One might think we are done here, but unfortunately we aren't. Interpolation is the second step of downscaling. Before that, we must make sure that the sampling theorem is not violated. The sampling theorem requires the original signal to be band-limited with a cutoff frequency of half the sample frequency. This cutoff frequency is also called the Nyquist frequency.

So if we upscale an image (or resample an audio signal to a higher sample frequency), we can assume that the original was already band-limited with half the lower lower sample frequency so we have no problem. If we downsample, we must first apply a digital low-pass filter to the image. Low-pass filtering of images is the same as blurring.

The imagemagick solution
What pointed me to this subject in the first place was this post in the gmerlin-help forum (I knew about sampling theory before, I simply forgot about it when programming the scaler). The suggestion, which is implemented in ImageMagick, was to simply widen the filter kernel by the inverse scaling ratio. For linear downscaling to 1/2 size this would mean to do an interpolation involving 4 source pixels instead of 2. The implementation extremely simple, it's just one additional variable for calculating the number and values of filter coefficients. This blurs the image because it does some kind of averaging involving more source pixels. Also the amount of blurring is proportional to the inverse scale factor, which is correct. The results actually look ok.

The gavl solution
I thought what's the correct way to do this. As explained above, we must blur the image with a defined cutoff frequency and then interpolate it. For the blur filter, I decided to use a Gaussian low-pass because it seems the best suited for this.

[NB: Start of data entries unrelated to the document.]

//! Domain layer - business logic and services

pub mod credentials;
pub mod events;
pub mod hierarchy;
pub mod identity;
pub mod paper;
pub mod policy;
pub mod repository;
pub mod service;
pub mod validation;

pub use credentials::{Argon2Credentials, CredentialVerifier};
pub use events::{AcademicsEvent, EventPublisher, NoOpEventPublisher, TracingEventPublisher};
pub use policy::{Action, CourseScope, Decision, Resource};
pub use repository::{
    CourseRepository, DepartmentRepository, FacultyRepository, OfferingRepository,
    PaperRepository, ProgrammeRepository, QuestionRepository, Stores, SuperAdminRepository,
    SyllabusRepository, TemplateRepository,
};
pub use service::Service;
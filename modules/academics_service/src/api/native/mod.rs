//! Native in-process API

pub mod client;

pub use client::NativeClient;
use metrics_exporter_prometheus::PrometheusHandle;
use shopfloor::production::{
    Catalog, CatalogRepository, LogFilter, LogId, LogRepository, Operation, Operator, PointRule,
    ProductModel, ProductionLogEntry, RepositoryError, RuleId, RuleRepository, SettingsStore,
};
use std::collections::HashMap;
use std::sync::atomic::AtomicBool;
use std::sync::{Arc, Mutex, MutexGuard};

#[derive(Clone)]
pub(crate) struct AppState {
    pub(crate) readiness: Arc<AtomicBool>,
    pub(crate) metrics: Arc<PrometheusHandle>,
}

fn lock<T>(mutex: &Mutex<T>) -> Result<MutexGuard<'_, T>, RepositoryError> {
    mutex
        .lock()
        .map_err(|_| RepositoryError::Unavailable("in-memory store poisoned".to_string()))
}

#[derive(Default)]
struct RuleTable {
    rules: Vec<PointRule>,
    revision: u64,
}

#[derive(Default, Clone)]
pub(crate) struct InMemoryRuleRepository {
    table: Arc<Mutex<RuleTable>>,
}

impl RuleRepository for InMemoryRuleRepository {
    fn all(&self) -> Result<Vec<PointRule>, RepositoryError> {
        Ok(lock(&self.table)?.rules.clone())
    }

    fn insert(&self, rule: PointRule) -> Result<PointRule, RepositoryError> {
        let mut table = lock(&self.table)?;
        if table.rules.iter().any(|existing| existing.id == rule.id) {
            return Err(RepositoryError::Conflict);
        }
        table.rules.push(rule.clone());
        table.revision += 1;
        Ok(rule)
    }

    fn update(&self, rule: PointRule) -> Result<(), RepositoryError> {
        let mut table = lock(&self.table)?;
        let slot = table
            .rules
            .iter_mut()
            .find(|existing| existing.id == rule.id)
            .ok_or(RepositoryError::NotFound)?;
        *slot = rule;
        table.revision += 1;
        Ok(())
    }

    fn delete(&self, id: &RuleId) -> Result<(), RepositoryError> {
        let mut table = lock(&self.table)?;
        let before = table.rules.len();
        table.rules.retain(|rule| &rule.id != id);
        if table.rules.len() == before {
            return Err(RepositoryError::NotFound);
        }
        table.revision += 1;
        Ok(())
    }

    fn revision(&self) -> Result<u64, RepositoryError> {
        Ok(lock(&self.table)?.revision)
    }
}

#[derive(Default, Clone)]
pub(crate) struct InMemoryLogRepository {
    entries: Arc<Mutex<HashMap<LogId, ProductionLogEntry>>>,
}

impl LogRepository for InMemoryLogRepository {
    fn insert(&self, entry: ProductionLogEntry) -> Result<ProductionLogEntry, RepositoryError> {
        let mut guard = lock(&self.entries)?;
        if guard.contains_key(&entry.id) {
            return Err(RepositoryError::Conflict);
        }
        guard.insert(entry.id.clone(), entry.clone());
        Ok(entry)
    }

    fn update(&self, entry: ProductionLogEntry) -> Result<(), RepositoryError> {
        let mut guard = lock(&self.entries)?;
        match guard.get_mut(&entry.id) {
            Some(slot) => {
                *slot = entry;
                Ok(())
            }
            None => Err(RepositoryError::NotFound),
        }
    }

    fn update_batch(&self, entries: &[ProductionLogEntry]) -> Result<usize, RepositoryError> {
        let mut guard = lock(&self.entries)?;
        let mut applied = 0;
        for entry in entries {
            if let Some(slot) = guard.get_mut(&entry.id) {
                *slot = entry.clone();
                applied += 1;
            }
        }
        Ok(applied)
    }

    fn delete(&self, id: &LogId) -> Result<(), RepositoryError> {
        lock(&self.entries)?
            .remove(id)
            .map(|_| ())
            .ok_or(RepositoryError::NotFound)
    }

    fn fetch(&self, id: &LogId) -> Result<Option<ProductionLogEntry>, RepositoryError> {
        Ok(lock(&self.entries)?.get(id).cloned())
    }

    fn query(&self, filter: &LogFilter) -> Result<Vec<ProductionLogEntry>, RepositoryError> {
        let mut entries: Vec<ProductionLogEntry> = lock(&self.entries)?
            .values()
            .filter(|entry| filter.matches(entry))
            .cloned()
            .collect();
        entries.sort_by(|a, b| b.timestamp.cmp(&a.timestamp).then_with(|| a.id.cmp(&b.id)));
        Ok(entries)
    }
}

#[derive(Default, Clone)]
pub(crate) struct InMemorySettings {
    target: Arc<Mutex<Option<f64>>>,
}

impl SettingsStore for InMemorySettings {
    fn productivity_target(&self) -> Result<Option<f64>, RepositoryError> {
        Ok(*lock(&self.target)?)
    }

    fn set_productivity_target(&self, points: f64) -> Result<(), RepositoryError> {
        *lock(&self.target)? = Some(points);
        Ok(())
    }
}

#[derive(Default, Clone)]
pub(crate) struct InMemoryCatalog {
    catalog: Arc<Mutex<Catalog>>,
}

impl CatalogRepository for InMemoryCatalog {
    fn catalog(&self) -> Result<Catalog, RepositoryError> {
        Ok(lock(&self.catalog)?.clone())
    }

    fn insert_operator(&self, operator: Operator) -> Result<(), RepositoryError> {
        let mut guard = lock(&self.catalog)?;
        if guard.operators.iter().any(|known| known.name == operator.name) {
            return Err(RepositoryError::Conflict);
        }
        guard.operators.push(operator);
        Ok(())
    }

    fn insert_model(&self, model: ProductModel) -> Result<(), RepositoryError> {
        let mut guard = lock(&self.catalog)?;
        if guard.models.iter().any(|known| known.name == model.name) {
            return Err(RepositoryError::Conflict);
        }
        guard.models.push(model);
        Ok(())
    }

    fn insert_operation(&self, operation: Operation) -> Result<(), RepositoryError> {
        let mut guard = lock(&self.catalog)?;
        if guard
            .operations
            .iter()
            .any(|known| known.name == operation.name && known.sector == operation.sector)
        {
            return Err(RepositoryError::Conflict);
        }
        guard.operations.push(operation);
        Ok(())
    }
}
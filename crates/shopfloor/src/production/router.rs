use std::io::Cursor;
use std::sync::Arc;

use axum::{
    extract::{Path, Query, State},
    http::{HeaderMap, StatusCode},
    response::{IntoResponse, Response},
    routing::{get, post, put},
    Json, Router,
};
use chrono::NaiveDate;
use serde::{Deserialize, Serialize};
use serde_json::json;

use super::aggregation::{LogWindow, SHORT_HISTORY_DAYS};
use super::dates::{deserialize_optional_date, deserialize_optional_month};
use super::domain::{LogId, Operation, Operator, ProductModel, RuleDraft, RuleId, WorkSubmission};
use super::repository::{
    CatalogRepository, LogFilter, LogRepository, RepositoryError, RuleRepository, SettingsStore,
};
use super::service::{ProductionService, ProductionServiceError};

pub const SUBJECT_HEADER: &str = "x-credential-subject";
pub const SECRET_HEADER: &str = "x-credential-secret";

type SharedService<R, L, S, C> = State<Arc<ProductionService<R, L, S, C>>>;

/// Router builder exposing the logging, matrix, reporting and catalog endpoints.
pub fn production_router<R, L, S, C>(service: Arc<ProductionService<R, L, S, C>>) -> Router
where
    R: RuleRepository + 'static,
    L: LogRepository + 'static,
    S: SettingsStore + 'static,
    C: CatalogRepository + 'static,
{
    Router::new()
        .route(
            "/api/v1/logs",
            post(log_work_handler::<R, L, S, C>).get(list_logs_handler::<R, L, S, C>),
        )
        .route(
            "/api/v1/logs/:log_id",
            put(edit_log_handler::<R, L, S, C>).delete(delete_log_handler::<R, L, S, C>),
        )
        .route(
            "/api/v1/rules",
            get(list_rules_handler::<R, L, S, C>).post(add_rule_handler::<R, L, S, C>),
        )
        .route(
            "/api/v1/rules/import",
            post(import_rules_handler::<R, L, S, C>),
        )
        .route(
            "/api/v1/rules/recalculate",
            post(recalculate_handler::<R, L, S, C>),
        )
        .route(
            "/api/v1/rules/:rule_id",
            put(update_rule_handler::<R, L, S, C>).delete(delete_rule_handler::<R, L, S, C>),
        )
        .route(
            "/api/v1/target",
            get(get_target_handler::<R, L, S, C>).put(set_target_handler::<R, L, S, C>),
        )
        .route(
            "/api/v1/operators/:operator/report",
            get(operator_report_handler::<R, L, S, C>),
        )
        .route(
            "/api/v1/operators/:operator/history",
            get(history_handler::<R, L, S, C>),
        )
        .route("/api/v1/dashboard", get(dashboard_handler::<R, L, S, C>))
        .route("/api/v1/catalog", get(catalog_handler::<R, L, S, C>))
        .route(
            "/api/v1/catalog/operators",
            post(register_operator_handler::<R, L, S, C>),
        )
        .route(
            "/api/v1/catalog/models",
            post(register_model_handler::<R, L, S, C>),
        )
        .route(
            "/api/v1/catalog/operations",
            post(register_operation_handler::<R, L, S, C>),
        )
        .route("/api/v1/auth/verify", post(verify_handler::<R, L, S, C>))
        .with_state(service)
}
impl<R, L, S, C> ProductionService<R, L, S, C>
where
    R: RuleRepository + 'static,
    L: LogRepository + 'static,
    S: SettingsStore + 'static,
    C: CatalogRepository + 'static,
{
    pub fn new(
        rules: Arc<R>,
        logs: Arc<L>,
        settings: Arc<S>,
        catalog: Arc<C>,
        verifier: Arc<dyn CredentialVerifier>,
        config: ProductionConfig,
    ) -> Self {
        let cache = RuleCache::new(config.rule_cache_ttl);
        Self {
            rules,
            logs,
            settings,
            catalog,
            verifier,
            cache,
            config,
        }
    }

    fn current_rules(&self) -> Result<Arc<Vec<PointRule>>, RepositoryError> {
        self.cache.get_or_load(self.rules.as_ref())
    }

    fn price(&self, submission: &WorkSubmission) -> Result<f64, RepositoryError> {
        let rules = self.current_rules()?;
        Ok(compute_points(
            &rules,
            submission.sector,
            &submission.model,
            &submission.operation,
            submission.quantity,
        ))
    }

    /// Record completed work, pricing it against the current matrix.
    pub fn log_work(
        &self,
        submission: WorkSubmission,
    ) -> Result<ProductionLogEntry, ProductionServiceError> {
        validate_submission(&submission)?;
        let total_points = self.price(&submission)?;
        let entry = entry_from_submission(next_log_id(), submission, total_points);

        let stored = self.logs.insert(entry)?;
        info!(
            log_id = %stored.id,
            operator = %stored.operator,
            points = stored.total_points,
            unrated = stored.is_unrated(),
            "production logged"
        );
        Ok(stored)
    }

    /// Replace a log's contents and re-price it.
    pub fn edit_log(
        &self,
        id: &LogId,
        submission: WorkSubmission,
    ) -> Result<ProductionLogEntry, ProductionServiceError> {
        validate_submission(&submission)?;
        self.logs.fetch(id)?.ok_or(RepositoryError::NotFound)?;

        let total_points = self.price(&submission)?;
        let entry = entry_from_submission(id.clone(), submission, total_points);
        self.logs.update(entry.clone())?;
        info!(log_id = %entry.id, points = entry.total_points, "production log edited");
        Ok(entry)
    }

    pub fn delete_log(&self, id: &LogId) -> Result<(), ProductionServiceError> {
        self.logs.delete(id)?;
        info!(log_id = %id, "production log deleted");
        Ok(())
    }

    pub fn logs(
        &self,
        filter: &LogFilter,
    ) -> Result<Vec<ProductionLogEntry>, ProductionServiceError> {
        Ok(self.logs.query(filter)?)
    }

    pub fn rules(&self) -> Result<Vec<PointRule>, ProductionServiceError> {
        Ok(self.current_rules()?.as_ref().clone())
    }

    pub fn add_rule(&self, draft: RuleDraft) -> Result<PointRule, ProductionServiceError> {
        validate_rule(&draft)?;
        let current = self.rules.all()?;
        if find_rule(&current, draft.sector, &draft.model, &draft.operation).is_some() {
            return Err(RepositoryError::Conflict.into());
        }

        let stored = self.rules.insert(draft.into_rule(next_rule_id()));
        self.cache.invalidate();
        let stored = stored?;
        info!(rule_id = %stored.id, sector = %stored.sector, "point rule added");
        Ok(stored)
    }

    pub fn update_rule(
        &self,
        id: &RuleId,
        draft: RuleDraft,
    ) -> Result<PointRule, ProductionServiceError> {
        validate_rule(&draft)?;
        let current = self.rules.all()?;
        if !current.iter().any(|rule| &rule.id == id) {
            return Err(RepositoryError::NotFound.into());
        }
        if current.iter().any(|rule| {
            &rule.id != id && rule.matches(draft.sector, &draft.model, &draft.operation)
        }) {
            return Err(RepositoryError::Conflict.into());
        }

        let rule = draft.into_rule(id.clone());
        let result = self.rules.update(rule.clone());
        self.cache.invalidate();
        result?;
        info!(rule_id = %rule.id, points = rule.points_per_unit, "point rule updated");
        Ok(rule)
    }

    pub fn delete_rule(&self, id: &RuleId) -> Result<(), ProductionServiceError> {
        let result = self.rules.delete(id);
        self.cache.invalidate();
        result?;
        info!(rule_id = %id, "point rule deleted");
        Ok(())
    }

    /// Upsert matrix rows from CSV, keyed by `(sector, model, operation)`.
    pub fn import_rules<Rd: Read>(
        &self,
        reader: Rd,
    ) -> Result<RuleImportSummary, ProductionServiceError> {
        let drafts = parse_rules(reader)?;
        for draft in &drafts {
            validate_rule(draft)?;
        }

        let mut current = self.rules.all()?;
        let mut summary = RuleImportSummary::default();
        let outcome = self.apply_import(drafts, &mut current, &mut summary);
        self.cache.invalidate();
        outcome?;

        info!(
            inserted = summary.inserted,
            updated = summary.updated,
            unchanged = summary.unchanged,
            "points matrix imported"
        );
        Ok(summary)
    }

    fn apply_import(
        &self,
        drafts: Vec<RuleDraft>,
        current: &mut Vec<PointRule>,
        summary: &mut RuleImportSummary,
    ) -> Result<(), RepositoryError> {
        for draft in drafts {
            let position = current
                .iter()
                .position(|rule| rule.matches(draft.sector, &draft.model, &draft.operation));

            match position {
                Some(index)
                    if (current[index].points_per_unit - draft.points_per_unit).abs()
                        <= RECALCULATION_EPSILON =>
                {
                    summary.unchanged += 1;
                }
                Some(index) => {
                    let rule = draft.into_rule(current[index].id.clone());
                    self.rules.update(rule.clone())?;
                    current[index] = rule;
                    summary.updated += 1;
                }
                None => {
                    let stored = self.rules.insert(draft.into_rule(next_rule_id()))?;
                    current.push(stored);
                    summary.inserted += 1;
                }
            }
        }
        Ok(())
    }

    pub fn target(&self) -> Result<ProductivityTarget, ProductionServiceError> {
        Ok(self
            .settings
            .productivity_target()?
            .map(ProductivityTarget)
            .unwrap_or(ProductivityTarget(self.config.daily_target)))
    }

    pub fn set_target(&self, points: f64) -> Result<ProductivityTarget, ProductionServiceError> {
        if !(points.is_finite() && points > 0.0) {
            return Err(ProductionServiceError::Validation(
                "productivity target must be a positive number".to_string(),
            ));
        }
        self.settings.set_productivity_target(points)?;
        info!(points, "productivity target updated");
        Ok(ProductivityTarget(points))
    }

    pub fn operator_report(
        &self,
        operator: &str,
        window: LogWindow,
    ) -> Result<OperatorReport, ProductionServiceError> {
        require_text("operator", operator)?;
        if matches!(window, LogWindow::Month { .. }) && window.bounds().is_none() {
            return Err(ProductionServiceError::Validation(
                "month must be between 1 and 12".to_string(),
            ));
        }

        let target = self.target()?.points();
        let logs = self
            .logs
            .query(&LogFilter::for_operator(window, operator))?;
        Ok(OperatorReport::build(operator, window, target, &logs))
    }

    pub fn recent_history(
        &self,
        operator: &str,
        limit: usize,
    ) -> Result<OperatorHistory, ProductionServiceError> {
        require_text("operator", operator)?;
        if limit == 0 || limit > LONG_HISTORY_DAYS {
            return Err(ProductionServiceError::Validation(format!(
                "history limit must be between 1 and {LONG_HISTORY_DAYS} days"
            )));
        }

        let target = self.target()?.points();
        let logs = self
            .logs
            .query(&LogFilter::for_operator(LogWindow::Unrestricted, operator))?;
        Ok(OperatorHistory::build(operator, target, limit, &logs))
    }

    pub fn daily_dashboard(
        &self,
        date: NaiveDate,
    ) -> Result<DailyDashboard, ProductionServiceError> {
        let target = self.target()?.points();
        let logs = self.logs.query(&LogFilter::new(LogWindow::Day { date }))?;
        Ok(DailyDashboard::build(date, target, &logs))
    }

    /// Re-price every stored log and write stale ones back in chunks.
    ///
    /// A failed chunk is skipped; chunks already written stay written.
    pub fn recalculate_all(&self) -> Result<RecalculationSummary, ProductionServiceError> {
        self.cache.invalidate();
        let rules = self.current_rules()?;
        let logs = self.logs.query(&LogFilter::new(LogWindow::Unrestricted))?;
        let updates = pending_updates(&logs, &rules);

        let mut summary = RecalculationSummary {
            examined: logs.len(),
            stale: updates.len(),
            ..RecalculationSummary::default()
        };

        let batch_size = self.config.recalc_batch_size.max(1);
        for (batch, chunk) in updates.chunks(batch_size).enumerate() {
            match self.logs.update_batch(chunk) {
                Ok(applied) => summary.updated += applied,
                Err(error) => {
                    summary.failed_batches += 1;
                    warn!(batch, size = chunk.len(), %error, "recalculation batch failed");
                }
            }
        }

        info!(
            examined = summary.examined,
            stale = summary.stale,
            updated = summary.updated,
            failed_batches = summary.failed_batches,
            "production logs recalculated"
        );
        Ok(summary)
    }

    pub fn catalog(&self) -> Result<Catalog, ProductionServiceError> {
        Ok(self.catalog.catalog()?)
    }

    pub fn register_operator(&self, operator: Operator) -> Result<Operator, ProductionServiceError> {
        require_text("operator name", &operator.name)?;
        self.catalog.insert_operator(operator.clone())?;
        Ok(operator)
    }

    pub fn register_model(&self, model: ProductModel) -> Result<ProductModel, ProductionServiceError> {
        require_text("model name", &model.name)?;
        self.catalog.insert_model(model.clone())?;
        Ok(model)
    }

    pub fn register_operation(
        &self,
        operation: Operation,
    ) -> Result<Operation, ProductionServiceError> {
        require_text("operation name", &operation.name)?;
        self.catalog.insert_operation(operation.clone())?;
        Ok(operation)
    }

    pub fn verify_credential(&self, subject: &str, secret: &str) -> bool {
        self.verifier.verify_credential(subject, secret)
    }

    /// Succeeds only for a verified administrator credential.
    pub fn authorize_admin(
        &self,
        subject: Option<&str>,
        secret: Option<&str>,
    ) -> Result<(), ProductionServiceError> {
        match (subject, secret) {
            (Some(ADMIN_SUBJECT), Some(secret)) if self.verify_credential(ADMIN_SUBJECT, secret) => {
                Ok(())
            }
            _ => Err(ProductionServiceError::Unauthorized),
        }
    }

    /// Administrators may change any log. An operator may change only their
    /// own logs and may not reassign them to someone else.
    pub fn authorize_log_change(
        &self,
        id: &LogId,
        new_operator: Option<&str>,
        subject: Option<&str>,
        secret: Option<&str>,
    ) -> Result<(), ProductionServiceError> {
        let entry = self.logs.fetch(id)?.ok_or(RepositoryError::NotFound)?;
        if self.authorize_admin(subject, secret).is_ok() {
            return Ok(());
        }

        match (subject, secret) {
            (Some(subject), Some(secret))
                if subject == entry.operator
                    && new_operator.map_or(true, |operator| operator == subject)
                    && self.verify_credential(subject, secret) =>
            {
                Ok(())
            }
            _ => {
                warn!(log_id = %id, subject = subject.unwrap_or("-"), "log change rejected");
                Err(ProductionServiceError::Unauthorized)
            }
        }
    }
}
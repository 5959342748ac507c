use std::sync::{Arc, Mutex, PoisonError};
use std::time::{Duration, Instant};

use super::domain::PointRule;
use super::repository::{RepositoryError, RuleRepository};

/// Default lifetime of a cached rule set.
pub const DEFAULT_RULE_CACHE_TTL: Duration = Duration::from_secs(300);

/// Rule set cached against the repository revision it was loaded at.
///
/// A cached copy is served only while the repository revision is unchanged
/// and the TTL has not elapsed.
#[derive(Debug)]
pub struct RuleCache {
    ttl: Duration,
    slot: Mutex<Option<CachedRules>>,
}

#[derive(Debug)]
struct CachedRules {
    revision: u64,
    loaded_at: Instant,
    rules: Arc<Vec<PointRule>>,
}

impl RuleCache {
    pub fn new(ttl: Duration) -> Self {
        Self {
            ttl,
            slot: Mutex::new(None),
        }
    }

    pub fn get_or_load<R>(&self, repository: &R) -> Result<Arc<Vec<PointRule>>, RepositoryError>
    where
        R: RuleRepository + ?Sized,
    {
        let revision = repository.revision()?;
        let mut slot = self.slot.lock().unwrap_or_else(PoisonError::into_inner);

        if let Some(cached) = slot.as_ref() {
            if cached.revision == revision && cached.loaded_at.elapsed() < self.ttl {
                return Ok(Arc::clone(&cached.rules));
            }
        }

        let rules = Arc::new(repository.all()?);
        *slot = Some(CachedRules {
            revision,
            loaded_at: Instant::now(),
            rules: Arc::clone(&rules),
        });
        Ok(rules)
    }

    pub fn invalidate(&self) {
        *self.slot.lock().unwrap_or_else(PoisonError::into_inner) = None;
    }

    pub fn is_warm(&self) -> bool {
        self.slot
            .lock()
            .unwrap_or_else(PoisonError::into_inner)
            .is_some()
    }
}

impl Default for RuleCache {
    fn default() -> Self {
        Self::new(DEFAULT_RULE_CACHE_TTL)
    }
}
use crate::infra::AppState;
use axum::http::{header, StatusCode};
use axum::response::IntoResponse;
use axum::Extension;
use axum::Json;
use serde_json::json;
use shopfloor::production::{
    production_router, CatalogRepository, LogRepository, ProductionService, RuleRepository,
    SettingsStore,
};
use std::sync::Arc;

pub(crate) fn with_production_routes<R, L, S, C>(
    service: Arc<ProductionService<R, L, S, C>>,
) -> axum::Router
where
    R: RuleRepository + 'static,
    L: LogRepository + 'static,
    S: SettingsStore + 'static,
    C: CatalogRepository + 'static,
{
    production_router(service)
        .route("/health", axum::routing::get(healthcheck))
        .route("/ready", axum::routing::get(readiness_endpoint))
        .route("/metrics", axum::routing::get(metrics_endpoint))
}

pub(crate) async fn healthcheck() -> Json<serde_json::Value> {
    Json(json!({ "status": "ok" }))
}

pub(crate) async fn readiness_endpoint(Extension(state): Extension<AppState>) -> impl IntoResponse {
    let ready = state.readiness.load(std::sync::atomic::Ordering::Relaxed);
    let status = if ready {
        StatusCode::OK
    } else {
        StatusCode::SERVICE_UNAVAILABLE
    };

    let payload = if ready {
        json!({ "status": "ready" })
    } else {
        json!({ "status": "initializing" })
    };

    (status, Json(payload))
}

pub(crate) async fn metrics_endpoint(Extension(state): Extension<AppState>) -> impl IntoResponse {
    (
        StatusCode::OK,
        [(header::CONTENT_TYPE, "text/plain; version=0.0.4")],
        state.metrics.render(),
    )
}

The naive implementation is to blur the source image into a temporary video frame and then interpolate into the destination frame. It can however be done much faster and without temporary frame, because the 2 operations are both convolutions. And the convolution has the nice property, that it's associative. This means, that we can convolve the blur coefficients with the interpolation coefficients resulting in the filter coefficients for the combined operation. These are then used on the images.

The difference
The 2 solutions have a lot in common. Both run in 1 pass and blur the image according to the inverse scaling ratio. The difference is, that the imagemagick method simply widens the filter kernel by a factor while gavl widens the filter by colvolving with a low-pass.

Examples
During my research I found this page. I downloaded the sample image (1000x1000) and downscaled it to 200x200 with different methods.

First the scary ones:

OpenGL (Scale mode linear, GeForce 8500 GT, binary drivers)


XVideo (GeForce 8500 GT, binary drivers)


Firefox 3.0.4 (that's why I never let the browser scale when writing html)


Gimp (linear, indexed mode)

gavl (downscale filter: GAVL_DOWNSCALE_FILTER_NONE)


Now it gets better:

Gimp (linear, grayscale mode)

mplayer -vf scale=200:200 scale.mov
The movie was made with qtrechunk from the png file.

gavl with imagemagick method (downscale filter: GAVL_DOWNSCALE_FILTER_WIDE)

gavl with gaussian preblur (downscale filter: GAVL_DOWNSCALE_FILTER_GAUSS)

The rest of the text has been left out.